777/10/497 WEST BAY ROAD
19-SEP-75 WEST BAY
CHURCH OF ST JOHN
CHURCH OF ST JOHN
By W.H. Randoll Blacking, built in two phases: south aisle 1935; nave 1936-9.
Materials: Roughcast rendered stone, limestone dressings, slate roofs
Plan: Nave of five bays with no separate chancel, three-bay south aisle with porch at its west end, and small vestries east of the aisle and running behind the east wall of the chancel.
Exterior: The design is influenced throughout by the ideas and forms of the Arts and Crafts movement, though without the more obvious Voyseyesque hallmarks (such as catslide roofs, asymmetric gables, sloped buttresses). St John is a simple building in traditional forms. The white rendered exterior is contrasted with yellow limestone dressings, the windows mainly flat-headed with simple mullions. There are coped gables east and west, the latter with two even windows of two lights, set high up. Above them is a clock face, and on the gable is a small bellcote. The angles are defined by slightly irregular long-and-short quoins, and between the side windows are buttresses with a single sloped set-off. On the north and south sides the windows are of three lights. Set close to a neighbouring building, the east end is not easily visible. The south aisle has a very shallow roof slope, the roof hidden by a flat parapet. The main entrance faces west, with the doors recessed within a square opening.
Interior: From the porch, the main internal door leads north into the nave. A subsidiary door opens into the west end of the aisle; this was the main entrance in phase one of the construction. The simple interior has white-painted rendered walls, and a gently curving ceiling with plaster ribs and iron ties. The nave has a five-light east window of late Perp form, with cinquefoil cusping and a little tracery. This is the only overtly Gothic feature. There is a piscina under a concave gabled opening, and a matching aumbry (north). The three-seat sedilia has elegant segmental arches of dressed stone. The floors throughout are of polished stone. The three-bay arcade has square piers without capitals, and chamfered segmental arches. The aisle ceiling has painted timber ribs forming square panels, with small curved braces rising from stone corbels against the walls. At the east end of the aisle is another piscina, and north of the altar, the vestry door.

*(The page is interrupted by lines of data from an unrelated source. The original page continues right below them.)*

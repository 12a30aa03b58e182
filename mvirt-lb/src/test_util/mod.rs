//! Test utilities for mvirt-lb integration tests.
//!
//! Provides the reference topology (two backends behind one virtual
//! address), packet-in builders and frame parsers, so the control core can
//! be exercised without a switch.

pub mod packets;

pub use packets::*;

use smoltcp::wire::EthernetAddress;
use std::net::Ipv4Addr;

use crate::config::{BackendConfig, LbConfig, ServiceConfig};
use crate::dispatcher::LoadBalancer;
use crate::packet::PacketIn;

pub const VIRTUAL_IP: Ipv4Addr = Ipv4Addr::new(10, 0, 0, 10);
pub const VIRTUAL_MAC: [u8; 6] = [0x00, 0x00, 0x00, 0x00, 0x00, 0x10];

pub const B1_IP: Ipv4Addr = Ipv4Addr::new(10, 0, 0, 5);
pub const B1_MAC: [u8; 6] = [0x00, 0x00, 0x00, 0x00, 0x00, 0x05];
pub const B1_PORT: u16 = 5;

pub const B2_IP: Ipv4Addr = Ipv4Addr::new(10, 0, 0, 6);
pub const B2_MAC: [u8; 6] = [0x00, 0x00, 0x00, 0x00, 0x00, 0x06];
pub const B2_PORT: u16 = 6;

pub const C1_IP: Ipv4Addr = Ipv4Addr::new(10, 0, 0, 1);
pub const C1_MAC: [u8; 6] = [0x52, 0x54, 0x00, 0x00, 0x00, 0x01];
pub const C1_PORT: u16 = 1;

pub const C2_IP: Ipv4Addr = Ipv4Addr::new(10, 0, 0, 2);
pub const C2_MAC: [u8; 6] = [0x52, 0x54, 0x00, 0x00, 0x00, 0x02];
pub const C2_PORT: u16 = 2;

/// Datapath id used by tests.
pub const TEST_DPID: u64 = 0x1;

/// Two-backend configuration (B1, B2) behind the virtual address.
pub fn test_config() -> LbConfig {
    LbConfig {
        virtual_ip: VIRTUAL_IP,
        virtual_mac: crate::packet::format_mac(&EthernetAddress(VIRTUAL_MAC)),
        backends: vec![
            BackendConfig {
                ip: B1_IP,
                mac: crate::packet::format_mac(&EthernetAddress(B1_MAC)),
                port: B1_PORT,
            },
            BackendConfig {
                ip: B2_IP,
                mac: crate::packet::format_mac(&EthernetAddress(B2_MAC)),
                port: B2_PORT,
            },
        ],
        ..Default::default()
    }
}

/// Validated [`test_config`].
pub fn test_service_config() -> ServiceConfig {
    test_config()
        .validate()
        .expect("test config should be valid")
}

/// Load balancer built from [`test_config`].
pub fn test_load_balancer() -> LoadBalancer {
    LoadBalancer::new(&test_service_config()).expect("test config should build")
}

/// Packet-in carrying an ARP request from a host.
pub fn arp_packet_in(in_port: u16, sender_mac: [u8; 6], sender_ip: Ipv4Addr, target_ip: Ipv4Addr) -> PacketIn {
    let frame = create_arp_request(sender_mac, sender_ip.octets(), target_ip.octets());
    PacketIn::from_frame(in_port, frame).expect("ARP frame should decode")
}

/// Packet-in carrying an IPv4 packet from a client to the virtual address.
pub fn ip_packet_in(in_port: u16, client_mac: [u8; 6], client_ip: Ipv4Addr) -> PacketIn {
    let frame = create_ipv4_packet(client_mac, VIRTUAL_MAC, client_ip.octets(), VIRTUAL_IP.octets());
    PacketIn::from_frame(in_port, frame).expect("IPv4 frame should decode")
}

Principal Fixtures: The reredos has five panels formed by downward continuation of the window mullions. The central crucifixion was installed in 1939, the two flanking saints in 1940 and the outer pair in 1950. The lectern, pulpit, stalls and communion rail are of limed oak, of simple but high quality design and craftsmanship. The pulpit has linenfold panels and a wineglass stem. The communion rail in the south aisle is Neo-Georgian, with moulded rail, panelled newels and turned balusters. There is a small Victorian font from the predecessor church in West Bay. The upper part of the organ case is in the 18th century style, of oak; it came from the chapel at Bryanston School, Blandford in the 1970s. The only in-situ stained glass is the east window, by Christopher Webb, 1959; it includes depictions of Portland lighthouse and a sailing vessel. A window in the south aisle has two ex-situ panels showing Christ and St Peter; brought from St Andrew, Bridport on its closure in 1978, and possibly by Heaton, Butler & Bayne, c. 1865. The seating was replaced in the late 20th century with upholstered oak chairs.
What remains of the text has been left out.